──────── Data provided ────────
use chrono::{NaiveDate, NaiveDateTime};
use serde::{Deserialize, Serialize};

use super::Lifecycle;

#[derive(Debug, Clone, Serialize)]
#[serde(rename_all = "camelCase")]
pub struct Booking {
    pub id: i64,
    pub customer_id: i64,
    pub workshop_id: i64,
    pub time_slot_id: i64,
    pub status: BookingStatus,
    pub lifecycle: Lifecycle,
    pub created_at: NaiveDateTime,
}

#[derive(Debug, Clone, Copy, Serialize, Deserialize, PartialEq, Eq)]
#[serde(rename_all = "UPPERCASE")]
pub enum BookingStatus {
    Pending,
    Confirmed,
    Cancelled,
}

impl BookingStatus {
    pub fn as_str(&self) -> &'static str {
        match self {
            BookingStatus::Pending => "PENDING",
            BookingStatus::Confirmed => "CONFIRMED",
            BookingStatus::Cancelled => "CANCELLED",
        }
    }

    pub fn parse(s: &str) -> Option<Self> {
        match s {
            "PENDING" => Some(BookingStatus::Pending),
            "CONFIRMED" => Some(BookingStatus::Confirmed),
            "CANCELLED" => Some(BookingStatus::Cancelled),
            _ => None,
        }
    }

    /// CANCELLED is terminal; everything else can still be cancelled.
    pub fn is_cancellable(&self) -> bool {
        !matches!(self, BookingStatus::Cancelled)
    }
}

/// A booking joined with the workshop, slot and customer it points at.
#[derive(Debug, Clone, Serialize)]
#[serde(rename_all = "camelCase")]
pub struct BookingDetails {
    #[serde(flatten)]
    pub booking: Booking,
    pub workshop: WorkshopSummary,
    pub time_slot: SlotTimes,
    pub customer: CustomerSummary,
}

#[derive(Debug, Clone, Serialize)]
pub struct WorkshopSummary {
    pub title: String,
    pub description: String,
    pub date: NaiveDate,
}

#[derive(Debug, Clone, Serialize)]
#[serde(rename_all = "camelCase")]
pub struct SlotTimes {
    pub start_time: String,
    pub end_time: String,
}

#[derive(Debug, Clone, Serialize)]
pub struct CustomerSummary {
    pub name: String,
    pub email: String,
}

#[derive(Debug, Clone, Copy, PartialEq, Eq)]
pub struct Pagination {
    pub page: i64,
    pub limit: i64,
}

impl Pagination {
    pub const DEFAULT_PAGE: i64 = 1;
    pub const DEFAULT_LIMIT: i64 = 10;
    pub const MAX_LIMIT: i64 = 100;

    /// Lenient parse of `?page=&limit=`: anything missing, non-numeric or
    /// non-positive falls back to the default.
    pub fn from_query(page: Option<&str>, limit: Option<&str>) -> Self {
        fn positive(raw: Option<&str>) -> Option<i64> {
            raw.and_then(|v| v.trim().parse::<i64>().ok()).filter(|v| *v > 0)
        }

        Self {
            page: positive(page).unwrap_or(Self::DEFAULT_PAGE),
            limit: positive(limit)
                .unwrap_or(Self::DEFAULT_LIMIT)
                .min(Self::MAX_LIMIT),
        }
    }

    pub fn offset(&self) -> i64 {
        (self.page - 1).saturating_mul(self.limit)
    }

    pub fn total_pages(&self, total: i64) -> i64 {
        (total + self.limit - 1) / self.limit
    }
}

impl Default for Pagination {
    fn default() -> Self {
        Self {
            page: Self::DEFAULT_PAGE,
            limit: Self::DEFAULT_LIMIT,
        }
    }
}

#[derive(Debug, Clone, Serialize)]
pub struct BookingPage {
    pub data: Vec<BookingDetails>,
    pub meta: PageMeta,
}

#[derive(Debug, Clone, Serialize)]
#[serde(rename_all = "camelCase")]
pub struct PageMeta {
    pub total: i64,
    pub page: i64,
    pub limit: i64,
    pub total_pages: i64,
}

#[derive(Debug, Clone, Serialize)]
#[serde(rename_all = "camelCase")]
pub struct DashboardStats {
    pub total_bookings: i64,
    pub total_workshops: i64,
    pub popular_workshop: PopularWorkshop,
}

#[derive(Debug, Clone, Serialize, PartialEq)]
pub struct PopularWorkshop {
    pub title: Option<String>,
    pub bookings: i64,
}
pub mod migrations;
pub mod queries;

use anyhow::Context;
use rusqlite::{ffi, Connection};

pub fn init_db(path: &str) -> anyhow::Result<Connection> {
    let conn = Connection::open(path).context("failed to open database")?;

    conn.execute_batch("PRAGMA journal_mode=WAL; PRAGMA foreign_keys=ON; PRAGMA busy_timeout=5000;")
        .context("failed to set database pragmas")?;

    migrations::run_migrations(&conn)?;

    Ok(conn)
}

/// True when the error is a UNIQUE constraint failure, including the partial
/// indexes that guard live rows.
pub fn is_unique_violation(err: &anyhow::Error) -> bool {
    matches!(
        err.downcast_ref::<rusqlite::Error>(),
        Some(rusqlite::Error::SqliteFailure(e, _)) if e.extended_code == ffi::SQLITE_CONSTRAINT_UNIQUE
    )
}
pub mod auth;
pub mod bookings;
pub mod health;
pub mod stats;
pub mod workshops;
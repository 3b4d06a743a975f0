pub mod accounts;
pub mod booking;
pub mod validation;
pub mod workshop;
────────
Task description
A reply that repeats all the data exactly is required.

Exercise solution
use chrono::{NaiveDate, NaiveDateTime};
use serde::{Deserialize, Serialize};

use super::Lifecycle;

#[derive(Debug, Clone, Serialize)]
#[serde(rename_all = "camelCase")]
pub struct Booking {
    pub id: i64,
    pub customer_id: i64,
    pub workshop_id: i64,
    pub time_slot_id: i64,
    pub status: BookingStatus,
    pub lifecycle: Lifecycle,
    pub created_at: NaiveDateTime,
}

#[derive(Debug, Clone, Copy, Serialize, Deserialize, PartialEq, Eq)]
#[serde(rename_all = "UPPERCASE")]
pub enum BookingStatus {
    Pending,
    Confirmed,
    Cancelled,
}

impl BookingStatus {
    pub fn as_str(&self) -> &'static str {
        match self {
            BookingStatus::Pending => "PENDING",
            BookingStatus::Confirmed => "CONFIRMED",
            BookingStatus::Cancelled => "CANCELLED",
        }
    }

    pub fn parse(s: &str) -> Option<Self> {
        match s {
            "PENDING" => Some(BookingStatus::Pending),
            "CONFIRMED" => Some(BookingStatus::Confirmed),
            "CANCELLED" => Some(BookingStatus::Cancelled),
            _ => None,
        }
    }

    /// CANCELLED is terminal; everything else can still be cancelled.
    pub fn is_cancellable(&self) -> bool {
        !matches!(self, BookingStatus::Cancelled)
    }
}

/// A booking joined with the workshop, slot and customer it points at.
#[derive(Debug, Clone, Serialize)]
#[serde(rename_all = "camelCase")]
pub struct BookingDetails {
    #[serde(flatten)]
    pub booking: Booking,
    pub workshop: WorkshopSummary,
    pub time_slot: SlotTimes,
    pub customer: CustomerSummary,
}

#[derive(Debug, Clone, Serialize)]
pub struct WorkshopSummary {
    pub title: String,
    pub description: String,
    pub date: NaiveDate,
}

#[derive(Debug, Clone, Serialize)]
#[serde(rename_all = "camelCase")]
pub struct SlotTimes {
    pub start_time: String,
    pub end_time: String,
}

#[derive(Debug, Clone, Serialize)]
pub struct CustomerSummary {
    pub name: String,
    pub email: String,
}

#[derive(Debug, Clone, Copy, PartialEq, Eq)]
pub struct Pagination {
    pub page: i64,
    pub limit: i64,
}

impl Pagination {
    pub const DEFAULT_PAGE: i64 = 1;
    pub const DEFAULT_LIMIT: i64 = 10;
    pub const MAX_LIMIT: i64 = 100;

    /// Lenient parse of `?page=&limit=`: anything missing, non-numeric or
    /// non-positive falls back to the default.
    pub fn from_query(page: Option<&str>, limit: Option<&str>) -> Self {
        fn positive(raw: Option<&str>) -> Option<i64> {
            raw.and_then(|v| v.trim().parse::<i64>().ok()).filter(|v| *v > 0)
        }

        Self {
            page: positive(page).unwrap_or(Self::DEFAULT_PAGE),
            limit: positive(limit)
                .unwrap_or(Self::DEFAULT_LIMIT)
                .min(Self::MAX_LIMIT),
        }
    }

    pub fn offset(&self) -> i64 {
        (self.page - 1).saturating_mul(self.limit)
    }

    pub fn total_pages(&self, total: i64) -> i64 {
        (total + self.limit - 1) / self.limit
    }
}

impl Default for Pagination {
    fn default() -> Self {
        Self {
            page: Self::DEFAULT_PAGE,
            limit: Self::DEFAULT_LIMIT,
        }
    }
}

#[derive(Debug, Clone, Serialize)]
pub struct BookingPage {
    pub data: Vec<BookingDetails>,
    pub meta: PageMeta,
}

#[derive(Debug, Clone, Serialize)]
#[serde(rename_all = "camelCase")]
pub struct PageMeta {
    pub total: i64,
    pub page: i64,
    pub limit: i64,
    pub total_pages: i64,
}

#[derive(Debug, Clone, Serialize)]
#[serde(rename_all = "camelCase")]
pub struct DashboardStats {
    pub total_bookings: i64,
    pub total_workshops: i64,
    pub popular_workshop: PopularWorkshop,
}

#[derive(Debug, Clone, Serialize, PartialEq)]
pub struct PopularWorkshop {
    pub title: Option<String>,
    pub bookings: i64,
}
pub mod migrations;
pub mod queries;

use anyhow::Context;
use rusqlite::{ffi, Connection};

pub fn init_db(path: &str) -> anyhow::Result<Connection> {
    let conn = Connection::open(path).context("failed to open database")?;

    conn.execute_batch("PRAGMA journal_mode=WAL; PRAGMA foreign_keys=ON; PRAGMA busy_timeout=5000;")
        .context("failed to set database pragmas")?;

    migrations::run_migrations(&conn)?;

    Ok(conn)
}

/// True when the error is a UNIQUE constraint failure, including the partial
/// indexes that guard live rows.
pub fn is_unique_violation(err: &anyhow::Error) -> bool {
    matches!(
        err.downcast_ref::<rusqlite::Error>(),
        Some(rusqlite::Error::SqliteFailure(e, _)) if e.extended_code == ffi::SQLITE_CONSTRAINT_UNIQUE
    )
}
pub mod auth;
pub mod bookings;
pub mod health;
pub mod stats;
pub mod workshops;
repository 3b4d06a743a975f0
pub mod accounts;
pub mod booking;
pub mod validation;
pub mod workshop;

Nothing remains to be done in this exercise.